17. When will the Lord trust us like this? Well, I think, first, when we agree with Christ, when we are like this woman who had no quarrel with the Saviour. Whatever he said was right in her eyes. If he called her a dog, she said, “True, Lord.” When you and Christ agree, and there is no quarrel between you, then he says, “Be it to you even as you wish.” If you do not yield to him, he will not yield to you; but when you just end all disputing, and say, “Lord, I am finished with all quibbling and quarrelling; I will never raise another question, and never harbour another doubt. I believe you. I believe you. As a child believes his mother, I believe you. When I cannot understand you, when you distress me, still I believe you.” Ah! when you come to that point, then the Lord will say, “Be it to you even as you wish.”

18. Next, when our soul is taken up with proper desires. This woman had no idea of asking for a hundred thousand shekels of silver, or a wedge of gold, or a goodly Babylonian garment. Only one thought possessed her, — “My child! My child! Oh, that the demon might be cast out of my child!” “Now,” says Christ, “be it to you even as you wish.” And when you have great desires for heavenly things, when your desires are such as God approves of, when you wish what God wishes, then you may wish for what you like. When it comes to this, that you have dropped your own desires of an inferior and grovelling kind, and you are taken up with desires for necessary things, desires that come to you from Christ himself, when you desire the bread, not from the devil’s oven, but from Christ’s table, when that is what you crave, then it shall be to you even as you wish.

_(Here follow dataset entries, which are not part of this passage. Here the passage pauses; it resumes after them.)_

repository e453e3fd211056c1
//! Arena-backed organisation forest.
//!
//! The forest owns every node in a generational arena. A node refers to its
//! parent and children by arena [`Index`] only, so the parent back-reference
//! never participates in ownership and no reference cycle can form.

use std::collections::HashMap;
use std::fmt;

use generational_arena::{Arena, Index};
use tracing::instrument;

use crate::domain::entities::Employee;

/// Tree position of one employee.
#[derive(Debug)]
pub struct OrgNode {
    /// The wrapped record
    pub employee: Employee,
    /// Index of the manager's node, None for root nodes
    pub parent: Option<Index>,
    /// Indices of direct reports, in roster order
    pub children: Vec<Index>,
}

impl OrgNode {
    fn new(employee: Employee) -> Self {
        Self {
            employee,
            parent: None,
            children: Vec::new(),
        }
    }

    pub fn id(&self) -> &str {
        self.employee.id()
    }

    pub fn is_root(&self) -> bool {
        self.parent.is_none()
    }

    pub fn is_leaf(&self) -> bool {
        self.children.is_empty()
    }
}

/// Why a node with a declared manager ended up as a root.
#[derive(Debug, Clone, PartialEq, Eq)]
pub enum PromotionReason {
    /// The declared manager id does not exist in the roster.
    MissingManager(String),
    /// Attaching to the declared manager would close a reporting cycle.
    ReportingCycle(String),
}

impl fmt::Display for PromotionReason {
    fn fmt(&self, f: &mut fmt::Formatter<'_>) -> fmt::Result {
        match self {
            PromotionReason::MissingManager(id) => write!(f, "manager {} not found", id),
            PromotionReason::ReportingCycle(id) => {
                write!(f, "reporting to {} would create a cycle", id)
            }
        }
    }
}

/// A node that was promoted to root during construction.
#[derive(Debug, Clone, PartialEq, Eq)]
pub struct PromotedRoot {
    pub employee_id: String,
    pub reason: PromotionReason,
}

/// Forest of employee trees plus an id index.
///
/// Invariants, upheld by [`crate::domain::TreeBuilder`]:
/// - `index` maps every live node's id to its arena slot (`|index| == |arena|`)
/// - `roots` lists exactly the nodes without a parent, in roster order
/// - parent links are acyclic, so every node is reachable from one root
#[derive(Debug, Default)]
pub struct OrgForest {
    arena: Arena<OrgNode>,
    index: HashMap<String, Index>,
    roots: Vec<Index>,
    promoted: Vec<PromotedRoot>,
    duplicate_ids: Vec<String>,
}

impl OrgForest {
    pub fn new() -> Self {
        Self::default()
    }

    // ------------------------------------------------------------
    // construction (crate internal, driven by TreeBuilder)
    // ------------------------------------------------------------

    /// Insert a node for `employee` and index it by id.
    ///
    /// Returns the new slot and, if the id was already indexed, the record of
    /// the node it replaced. The replaced node is dropped from the arena.
    pub(crate) fn insert(&mut self, employee: Employee) -> (Index, Option<Employee>) {
        let id = employee.id().to_string();
        let idx = self.arena.insert(OrgNode::new(employee));
        let replaced = self
            .index
            .insert(id, idx)
            .and_then(|previous| self.arena.remove(previous))
            .map(|node| node.employee);
        (idx, replaced)
    }

    pub(crate) fn add_root(&mut self, idx: Index) {
        self.roots.push(idx);
    }

    pub(crate) fn promote(&mut self, idx: Index, reason: PromotionReason) {
        if let Some(node) = self.arena.get(idx) {
            self.promoted.push(PromotedRoot {
                employee_id: node.id().to_string(),
                reason,
            });
        }
        self.roots.push(idx);
    }

    pub(crate) fn record_duplicate(&mut self, id: &str) {
        self.duplicate_ids.push(id.to_string());
    }

    /// Append `child` to `parent`'s reports and set the back-reference.
    pub(crate) fn attach(&mut self, child: Index, parent: Index) {
        if let Some(node) = self.arena.get_mut(child) {
            node.parent = Some(parent);
        }
        if let Some(node) = self.arena.get_mut(parent) {
            node.children.push(child);
        }
    }

    /// True when `ancestor` lies on the management chain above `idx`, or is `idx` itself.
    pub(crate) fn is_in_chain(&self, idx: Index, ancestor: Index) -> bool {
        let mut current = Some(idx);
        while let Some(c) = current {
            if c == ancestor {
                return true;
            }
            current = self.arena.get(c).and_then(|n| n.parent);
        }
        false
    }

    // ------------------------------------------------------------
    // navigation
    // ------------------------------------------------------------

    pub fn get(&self, idx: Index) -> Option<&OrgNode> {
        self.arena.get(idx)
    }

    pub fn index_of(&self, id: &str) -> Option<Index> {
        self.index.get(id).copied()
    }

    /// O(1) lookup by employee id.
    pub fn node_by_id(&self, id: &str) -> Option<&OrgNode> {
        self.index_of(id).and_then(|idx| self.arena.get(idx))
    }

    /// Direct reports in roster order; empty for unknown ids and leaves.
    #[instrument(level = "trace", skip(self))]
    pub fn direct_reports(&self, id: &str) -> Vec<&OrgNode> {
        self.node_by_id(id)
            .map(|node| self.children_of(node))
            .unwrap_or_default()
    }

    pub(crate) fn children_of(&self, node: &OrgNode) -> Vec<&OrgNode> {
        node.children
            .iter()
            .filter_map(|&c| self.arena.get(c))
            .collect()
    }

    /// Every descendant of `id` in pre-order, excluding the node itself.
    #[instrument(level = "trace", skip(self))]
    pub fn all_subordinates(&self, id: &str) -> Vec<&OrgNode> {
        match self.node_by_id(id) {
            Some(node) => PreOrderIter::new(self, node.children.iter().copied())
                .map(|(_, n)| n)
                .collect(),
            None => Vec::new(),
        }
    }

    /// Number of managers between the node and its root; 0 for roots.
    pub fn depth(&self, idx: Index) -> usize {
        let mut depth = 0;
        let mut current = self.arena.get(idx).and_then(|n| n.parent);
        while let Some(parent) = current {
            depth += 1;
            current = self.arena.get(parent).and_then(|n| n.parent);
        }
        depth
    }

    pub fn depth_of(&self, id: &str) -> Option<usize> {
        self.index_of(id).map(|idx| self.depth(idx))
    }

    /// Number of levels in the deepest tree; 0 for an empty forest.
    pub fn height(&self) -> usize {
        self.iter()
            .filter(|(_, node)| node.is_leaf())
            .map(|(idx, _)| self.depth(idx) + 1)
            .max()
            .unwrap_or(0)
    }

    pub fn total_employee_count(&self) -> usize {
        self.index.len()
    }

    pub fn root_node_count(&self) -> usize {
        self.roots.len()
    }

    pub fn is_empty(&self) -> bool {
        self.index.is_empty()
    }

    pub fn roots(&self) -> impl Iterator<Item = &OrgNode> + '_ {
        self.roots.iter().filter_map(|&idx| self.arena.get(idx))
    }

    /// Pre-order walk over all trees, roots in roster order.
    pub fn iter(&self) -> PreOrderIter<'_> {
        PreOrderIter::new(self, self.roots.iter().copied())
    }

    /// All node indices in pre-order; the stable order used for batch validation.
    pub fn all_nodes(&self) -> Vec<Index> {
        self.iter().map(|(idx, _)| idx).collect()
    }

    /// Employees without reports, in pre-order.
    pub fn leaf_nodes(&self) -> Vec<&OrgNode> {
        self.iter()
            .map(|(_, node)| node)
            .filter(|node| node.is_leaf())
            .collect()
    }

    /// Nodes promoted to root because their manager could not be attached.
    pub fn promoted_roots(&self) -> &[PromotedRoot] {
        &self.promoted
    }

    /// Ids that appeared more than once; the last record won.
    pub fn duplicate_ids(&self) -> &[String] {
        &self.duplicate_ids
    }
}

/// Depth-first pre-order iterator: a node, then each child subtree left to right.
pub struct PreOrderIter<'a> {
    forest: &'a OrgForest,
    stack: Vec<Index>,
}

impl<'a> PreOrderIter<'a> {
    fn new(forest: &'a OrgForest, starts: impl DoubleEndedIterator<Item = Index>) -> Self {
        Self {
            forest,
            stack: starts.rev().collect(),
        }
    }
}

impl<'a> Iterator for PreOrderIter<'a> {
    type Item = (Index, &'a OrgNode);

    fn next(&mut self) -> Option<Self::Item> {
        while let Some(current) = self.stack.pop() {
            if let Some(node) = self.forest.arena.get(current) {
                // Push children in reverse order for left-to-right traversal
                self.stack.extend(node.children.iter().rev().copied());
                return Some((current, node));
            }
        }
        None
    }
}
//! Filesystem seam
//!
//! Services read rosters and write config templates through [`FileSystem`],
//! so tests can point them at a temp dir or a fake.

use std::io;
use std::path::Path;

pub trait FileSystem: Send + Sync {
    fn read_to_string(&self, path: &Path) -> io::Result<String>;

    fn write(&self, path: &Path, content: &str) -> io::Result<()>;

    fn exists(&self, path: &Path) -> bool;

    /// True only for regular files; a directory named like a roster is not one.
    fn is_file(&self, path: &Path) -> bool;

    fn create_dir_all(&self, path: &Path) -> io::Result<()>;

    /// Create the parent directory of `path` unless it is the current dir.
    fn ensure_parent(&self, path: &Path) -> io::Result<()> {
        match path.parent() {
            Some(parent) if !parent.as_os_str().is_empty() => self.create_dir_all(parent),
            _ => Ok(()),
        }
    }
}

/// `std::fs` backed implementation.
#[derive(Debug, Default, Clone, Copy)]
pub struct RealFileSystem;

impl FileSystem for RealFileSystem {
    fn read_to_string(&self, path: &Path) -> io::Result<String> {
        std::fs::read_to_string(path)
    }

    fn write(&self, path: &Path, content: &str) -> io::Result<()> {
        std::fs::write(path, content)
    }

    fn exists(&self, path: &Path) -> bool {
        path.exists()
    }

    fn is_file(&self, path: &Path) -> bool {
        path.is_file()
    }

    fn create_dir_all(&self, path: &Path) -> io::Result<()> {
        std::fs::create_dir_all(path)
    }
}
//! Standard exit codes (BSD sysexits.h compatible)

/// Successful termination
pub const OK: i32 = 0;

/// Validation found violations (`validate --check`)
pub const VIOLATIONS: i32 = 1;

/// Command line usage error
pub const USAGE: i32 = 64;

/// Data format error
pub const DATAERR: i32 = 65;

/// Cannot open input
pub const NOINPUT: i32 = 66;

/// Internal software error
pub const SOFTWARE: i32 = 70;

/// Can't create output file
pub const CANTCREAT: i32 = 73;

/// Input/output error
pub const IOERR: i32 = 74;

/// Configuration error
pub const CONFIG: i32 = 78;
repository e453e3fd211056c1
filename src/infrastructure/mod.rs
//! Infrastructure layer: I/O implementations and DI container
//!
//! This layer implements I/O boundary traits and wires up services.

pub mod di;
pub mod error;
pub mod traits;

pub use di::ServiceContainer;
pub use error::InfraError;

19. Next, it shall be to us even as we wish when we see our Lord in his true office. This woman saw that Christ was a Healer, and she appealed to him as a Healer. If you see Christ as Prophet, Priest, and King, you may go and ask of him as a Prophet what a prophet is ordained to give, or as a Priest what a priest is intended to bestow, or as a King what a king is set on the throne to do. You may go to Christ as he really is, and if you see that he is ordained for this purpose and for that, then keep in tune with what he is ordained to be, and you may ask what you wish, and it shall be done for you. You must not try to take Christ away from his offices. Christ is not sent by God to make you a rich man; he is sent by God to make you a saved man, so you may go to him as a Saviour, for that is his office. You may go to him as a Priest, for it is his office to cleanse, to offer sacrifice, to make intercession. Take Christ as God presents him, and then be it to you even as you wish.

20. Next, it will be to us even as we wish when we can believe about the distinct object that is before us. This woman pleaded for her child. All her faith went out towards her child. I love the prayer that has in it faith concerning the thing for which it pleads. There are many Christian people who say they have faith about twenty things; but then the thing that they cannot believe about is the twenty-first. You must have a faith that cannot only cover twenty-one things, but that can cover everything. We say, “Oh! I could believe if my trouble were like So-and-so’s.” You could not believe at all unless you can believe about your present trouble; and you must believe about the object for which you are praying, that it can be given to you, that it will be given to you in answer to your prayer; and then Jesus will say to you, “Be it to you even as you wish.”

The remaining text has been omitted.